Inflation's mechanics rest on supply and demand. The policy response is far more complex.

Prices rise as demand rises. This draws out more supply, but with a lag. In the first instance, business uses spare capacity to meet increased demand. Beyond this point, new investment is required to build greater capacity. This adds to demand and to prices.

As capacity increases, so does production. This places downward pressure on prices. Sustained inflation occurs when increasing demand stays in front of increasing production capacity.

The only way to stop this is to reduce demand. However, this is where things get complicated.

Monetary policy, increased interest rates, is the usual weapon adopted by central banks. As interest rates rise, funding whether for consumption or investment drops. This leads to reduced demand, placing downward pressure on prices.

So far so good. However, the story does not stop here. This is where things get complicated.

In a global world, the capacity of individual countries to control prices is affected by events elsewhere. With global inflation, import prices rise. These rises may be offset to some degree if, as happened in the Australian case, rises in interest rates help strengthen the currency. This helps consumers, but can further reduces demand because of its impact on exports and domestic production.

The economy slows. Now things get really complicated because inflationary pressures do not end at once. Central banks now face a delicate balancing act: reduce interest rates to help increase demand or hold to keep pressure on inflation.

In the past, fiscal policy was used to help control upturns and downturns. Governments are now reluctant to do this, placing greater weight on monetary policy.

Falling interest rates increase personal and business cash flows, supporting greater consumption and investment. However, they can also lead to falls in the exchange rate. To some degree this adds to domestic demand, but it also increases local price pressures. Further price pressure may emerge as local demand begins to increase again.

To my mind, the big conundrum in all this is just how to ensure that prices stay down as growth resumes. To my mind, the answer has to lie in keeping productivity growth faster than the rise in input costs, including wages.

The old comparative statics model suggested that in the first stages of the upturn the existence of spare capacity meant that productivity would automatically rise faster than input costs. However, this effect comes to an end as that spare capacity is soaked up. Price pressures then re-emerge, leading to another downturn.

One distinctive feature of the last growth wave was its sheer length. This was supported by a long period of above average productivity growth. If this is correct, then a key issue becomes what might lead to another such productivity wave.
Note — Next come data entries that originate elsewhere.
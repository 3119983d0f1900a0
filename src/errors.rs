// src/errors.rs

use thiserror::Error;

/// Errors raised inside the FinBot client.
///
/// None of these reach the conversation directly: a failed backend call is
/// turned into the configured fallback message by the dispatcher.
#[derive(Debug, Error)]
pub enum FinbotError {
    #[error("API error: {0}")]
    Api(String),

    #[error("Configuration error: {0}")]
    Config(String),

    #[error("I/O error: {0}")]
    Io(#[from] std::io::Error),

    #[error("JSON error: {0}")]
    Json(#[from] serde_json::Error),

    #[error("HTTP error: {0}")]
    Http(#[from] reqwest::Error),

    #[error("Logger error: {0}")]
    Logger(#[from] flexi_logger::FlexiLoggerError),
}

impl FinbotError {
    pub fn api_error(msg: impl Into<String>) -> Self {
        FinbotError::Api(msg.into())
    }

    pub fn config_error(msg: impl Into<String>) -> Self {
        FinbotError::Config(msg.into())
    }
}

pub type FinbotResult<T> = Result<T, FinbotError>;
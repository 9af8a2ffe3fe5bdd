//! Integration tests for the attribution engine driven by loaded models

use kolosal_scoring::explainability::{LocalExplainer, LOCAL_ACCURACY_TOLERANCE};
use kolosal_scoring::inference::{
    LoadedModel, ModelArtifact, ModelMetadata, RegressionModel, RegressionTree, TreeNode,
};
use kolosal_scoring::utils::ParallelConfig;
use ndarray::{array, Array2};

fn names(list: &[&str]) -> Vec<String> {
    list.iter().map(|s| s.to_string()).collect()
}

/// Two stumps plus an interaction tree over three features
fn tree_model() -> LoadedModel {
    let stump = |feature: usize, threshold: f64, lo: f64, hi: f64| RegressionTree {
        nodes: vec![
            TreeNode::Split { feature, threshold, left: 1, right: 2, missing_left: true },
            TreeNode::Leaf { value: lo },
            TreeNode::Leaf { value: hi },
        ],
    };
    let interaction = RegressionTree {
        nodes: vec![
            TreeNode::Split { feature: 0, threshold: 0.5, left: 1, right: 2, missing_left: false },
            TreeNode::Leaf { value: 0.0 },
            TreeNode::Split { feature: 2, threshold: 1.0, left: 3, right: 4, missing_left: true },
            TreeNode::Leaf { value: -2.0 },
            TreeNode::Leaf { value: 5.0 },
        ],
    };

    let artifact = ModelArtifact::new(
        ModelMetadata::new("trees", names(&["a", "b", "c"])),
        RegressionModel::TreeEnsemble {
            base_score: 1.5,
            trees: vec![stump(0, 0.5, -1.0, 1.0), stump(1, 2.0, 0.0, 3.0), interaction],
        },
    );
    LoadedModel::from_artifact(artifact).unwrap()
}

fn background() -> Array2<f64> {
    array![
        [0.0, 1.0, 0.0],
        [1.0, 3.0, 2.0],
        [0.2, 2.5, 1.5],
        [0.9, 0.0, 0.5],
        [0.6, 4.0, 3.0],
    ]
}

fn instances() -> Array2<f64> {
    array![
        [1.0, 3.0, 2.0],
        [0.0, 0.0, 0.0],
        [0.7, 1.0, 0.2],
        [0.3, 5.0, 4.0],
    ]
}

#[test]
fn test_tree_ensemble_local_accuracy() {
    let model = tree_model();
    let columns = names(&["a", "b", "c"]);
    let layout = model.layout_for(&columns).unwrap();

    let matrix = LocalExplainer::new(|x| model.predict_matrix(x, &layout), background())
        .with_feature_names(columns)
        .with_n_permutations(4)
        .explain_batch(&instances())
        .unwrap();

    let deviations = matrix.predictions() - matrix.base_value();
    for (sum, dev) in matrix.row_sums().iter().zip(deviations.iter()) {
        assert!((sum - dev).abs() <= LOCAL_ACCURACY_TOLERANCE * dev.abs().max(1.0));
    }
}

#[test]
fn test_columns_follow_scoring_frame_order() {
    let model = tree_model();
    // Scoring frame stores the features in a different order plus an unused column
    let columns = names(&["c", "unused", "a", "b"]);
    let layout = model.layout_for(&columns).unwrap();

    let reorder = |x: &Array2<f64>| -> Array2<f64> {
        let mut out = Array2::zeros((x.nrows(), 4));
        for (i, row) in x.rows().into_iter().enumerate() {
            out[[i, 0]] = row[2];
            out[[i, 1]] = 9.0;
            out[[i, 2]] = row[0];
            out[[i, 3]] = row[1];
        }
        out
    };

    let matrix = LocalExplainer::new(|x| model.predict_matrix(x, &layout), reorder(&background()))
        .with_feature_names(columns)
        .explain_batch(&reorder(&instances()))
        .unwrap();

    // A column the model never reads receives nothing
    assert!(matrix.column(1).iter().all(|v| v.abs() < 1e-12));
    assert!(matrix.local_accuracy_gap() < 1e-9);
}

#[test]
fn test_results_independent_of_thread_count() {
    let model = tree_model();
    let columns = names(&["a", "b", "c"]);
    let layout = model.layout_for(&columns).unwrap();

    let run = |threads: usize| {
        LocalExplainer::new(|x| model.predict_matrix(x, &layout), background())
            .with_seed(2024)
            .with_parallel(ParallelConfig::new().with_threads(threads))
            .explain_batch(&instances())
            .unwrap()
    };

    let single = run(1);
    let many = run(4);
    assert_eq!(single.values(), many.values());
}
//! Table descriptor (`MLTable`) written next to each partition
//!
//! The descriptor is a small YAML document naming the data files and how to
//! read them. Only the subset of the format produced here is understood when
//! reading one back.

use crate::error::{Result, ScoringError};
use polars::prelude::{CsvEncoding, CsvParseOptions};
use serde::{Deserialize, Serialize};
use std::fs;
use std::path::{Path, PathBuf};

/// File name of the descriptor inside a partition directory
pub const DESCRIPTOR_FILE_NAME: &str = "MLTable";

/// Declarative description of a delimited table on disk
#[derive(Debug, Clone, PartialEq, Serialize, Deserialize)]
pub struct TableDescriptor {
    /// Data files, relative to the descriptor's directory
    pub paths: Vec<String>,
    pub delimiter: char,
    pub encoding: String,
    /// Whether empty fields are read as empty strings rather than nulls
    pub empty_as_string: bool,
}

impl TableDescriptor {
    /// Descriptor for a single comma-delimited ASCII file
    pub fn for_csv(file_name: &str) -> Self {
        Self {
            paths: vec![format!("./{}", file_name)],
            delimiter: ',',
            encoding: "ascii".to_string(),
            empty_as_string: false,
        }
    }

    pub fn render(&self) -> String {
        let mut out = String::from("paths:\n");
        for path in &self.paths {
            out.push_str(&format!("  - file: {}\n", path));
        }
        out.push_str("transformations:\n");
        out.push_str("  - read_delimited:\n");
        out.push_str(&format!("      delimiter: '{}'\n", self.delimiter));
        out.push_str(&format!("      encoding: '{}'\n", self.encoding));
        out.push_str(&format!("      empty_as_string: {}\n", self.empty_as_string));
        out
    }

    pub fn parse(text: &str) -> Result<Self> {
        let mut paths = Vec::new();
        let mut delimiter = ',';
        let mut encoding = "utf8".to_string();
        let mut empty_as_string = false;

        for line in text.lines() {
            let line = line.trim().trim_start_matches("- ").trim();
            let Some((key, value)) = line.split_once(':') else {
                continue;
            };
            let value = value.trim().trim_matches('\'').trim_matches('"');
            match key.trim() {
                "file" => paths.push(value.to_string()),
                "delimiter" => {
                    delimiter = value.chars().next().ok_or_else(|| {
                        ScoringError::SerializationError("empty delimiter in descriptor".to_string())
                    })?;
                    check_delimiter(delimiter)?;
                }
                "encoding" => encoding = value.to_string(),
                "empty_as_string" => {
                    empty_as_string = value.parse().map_err(|_| {
                        ScoringError::SerializationError(format!(
                            "invalid empty_as_string value: {}",
                            value
                        ))
                    })?;
                }
                _ => {}
            }
        }

        if paths.is_empty() {
            return Err(ScoringError::SerializationError(
                "descriptor lists no data files".to_string(),
            ));
        }

        Ok(Self {
            paths,
            delimiter,
            encoding,
            empty_as_string,
        })
    }

    /// Polars parse options equivalent to the `read_delimited` step
    pub fn parse_options(&self) -> Result<CsvParseOptions> {
        check_delimiter(self.delimiter)?;
        let encoding = match self.encoding.to_ascii_lowercase().as_str() {
            "ascii" | "utf8" | "utf-8" => CsvEncoding::Utf8,
            other => {
                return Err(ScoringError::SerializationError(format!(
                    "unsupported descriptor encoding '{}'",
                    other
                )))
            }
        };

        Ok(CsvParseOptions::default()
            .with_separator(self.delimiter as u8)
            .with_encoding(encoding)
            .with_missing_is_null(!self.empty_as_string))
    }

    /// Read the descriptor in `dir`, if there is one
    pub fn read_from(dir: &Path) -> Result<Option<Self>> {
        let path = dir.join(DESCRIPTOR_FILE_NAME);
        if !path.is_file() {
            return Ok(None);
        }
        let text = fs::read_to_string(&path)?;
        Self::parse(&text).map(Some)
    }

    /// Data file paths resolved against `dir`
    pub fn resolve_paths(&self, dir: &Path) -> Vec<PathBuf> {
        self.paths
            .iter()
            .map(|p| dir.join(p.trim_start_matches("./")))
            .collect()
    }
}

fn check_delimiter(delimiter: char) -> Result<()> {
    if delimiter.is_ascii() {
        Ok(())
    } else {
        Err(ScoringError::SerializationError(format!(
            "delimiter '{}' is not a single ASCII character",
            delimiter
        )))
    }
}
//! Attribution engine configuration

use crate::error::{Result, ScoringError};
use crate::utils::ParallelConfig;
use serde::{Deserialize, Serialize};

/// Configuration for [`super::LocalExplainer`]
#[derive(Debug, Clone, PartialEq, Serialize, Deserialize)]
#[serde(default)]
pub struct ExplainerConfig {
    /// Permutations sampled per explained row
    pub n_permutations: usize,

    /// Also evaluate the reverse of every sampled permutation
    pub antithetic: bool,

    /// Base seed; row `i` uses `seed + i`
    pub seed: u64,

    /// Upper bound on rows sent to the model in one call
    pub max_batch_rows: usize,

    /// Worker threads for row-level parallelism
    pub parallel: ParallelConfig,
}

impl Default for ExplainerConfig {
    fn default() -> Self {
        Self {
            n_permutations: 10,
            antithetic: true,
            seed: 42,
            max_batch_rows: 65_536,
            parallel: ParallelConfig::default(),
        }
    }
}

impl ExplainerConfig {
    pub fn new() -> Self {
        Self::default()
    }

    pub fn with_n_permutations(mut self, n: usize) -> Self {
        self.n_permutations = n;
        self
    }

    pub fn with_antithetic(mut self, antithetic: bool) -> Self {
        self.antithetic = antithetic;
        self
    }

    pub fn with_seed(mut self, seed: u64) -> Self {
        self.seed = seed;
        self
    }

    pub fn with_max_batch_rows(mut self, rows: usize) -> Self {
        self.max_batch_rows = rows;
        self
    }

    pub fn with_parallel(mut self, parallel: ParallelConfig) -> Self {
        self.parallel = parallel;
        self
    }

    /// Permutation walks evaluated per row
    pub fn evaluations_per_row(&self) -> usize {
        if self.antithetic {
            self.n_permutations * 2
        } else {
            self.n_permutations
        }
    }

    pub fn validate(&self) -> Result<()> {
        if self.n_permutations == 0 {
            return Err(ScoringError::InvalidParameter {
                name: "n_permutations".to_string(),
                value: "0".to_string(),
                reason: "at least one permutation is required".to_string(),
            });
        }
        if self.max_batch_rows == 0 {
            return Err(ScoringError::InvalidParameter {
                name: "max_batch_rows".to_string(),
                value: "0".to_string(),
                reason: "must be positive".to_string(),
            });
        }
        if self.parallel.n_threads == Some(0) {
            return Err(ScoringError::InvalidParameter {
                name: "n_threads".to_string(),
                value: "0".to_string(),
                reason: "must be positive".to_string(),
            });
        }
        Ok(())
    }
}

#[cfg(test)]
mod tests {
    use super::*;

    #[test]
    fn test_defaults_validate() {
        let config = ExplainerConfig::default();
        assert!(config.validate().is_ok());
        assert_eq!(config.evaluations_per_row(), 20);
    }

    #[test]
    fn test_rejects_zero_permutations() {
        let config = ExplainerConfig::new().with_n_permutations(0);
        assert!(matches!(
            config.validate(),
            Err(ScoringError::InvalidParameter { .. })
        ));
    }

    #[test]
    fn test_partial_json_uses_defaults() {
        let config: ExplainerConfig = serde_json::from_str(r#"{"n_permutations": 3}"#).unwrap();
        assert_eq!(config.n_permutations, 3);
        assert!(config.antithetic);
        assert_eq!(config.seed, 42);
    }
}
I am far from certain that I have an answer here at either national or international levels.

Saturday, August 09, 2008

Mechanistic Management - the sometimes fallacy of planning

As a strategic consultant, I remain a supporter of effective planning. However, one of the interesting conclusions from Jim Collins' Good to Great was that planning did not appear to be of significance in performance terms - both good and great companies used the same planning techniques.

This would fit with my own experience. A key reason for this is the existence of what I have come to call mechanistic management, management that focuses on the application of defined processes and steps. .

Mechanistic management can work well in a stable environment. Indeed, it was in just such an environment - the growth wave of the immediate post war period - that Peter Drucker popularised the concept of strategic planning. However, in doing so, Peter Ducker made two key points.

The first was that planning was concerned with the futurity of current decisions - ensuring that future needs and directions were taken into account in now decision processes. The second was that planning was a process - what was important was the structured planning process, not so much the plan itself.

Planning can in fact do only so much. Nobody would build a bridge, plant or building without a detailed plan. Here we are dealing with physical processes that can be defined and plotted.

The position changes when we move into the world of gray created by changing technology, markets and economic conditions. Planning is still important in setting objectives, marshaling resources and identifying risks to be overcome. However, and as I suggested in my last post The resilient organisation, beyond this it is the capacity of the organisation to respond to the unexpected that really determines success or failure.

By their nature, plans are biased towards the known. In the face of change they become less effective and may become an impediment to success, even a threat to survival. This holds especially where the plan rather than the planning process has become central.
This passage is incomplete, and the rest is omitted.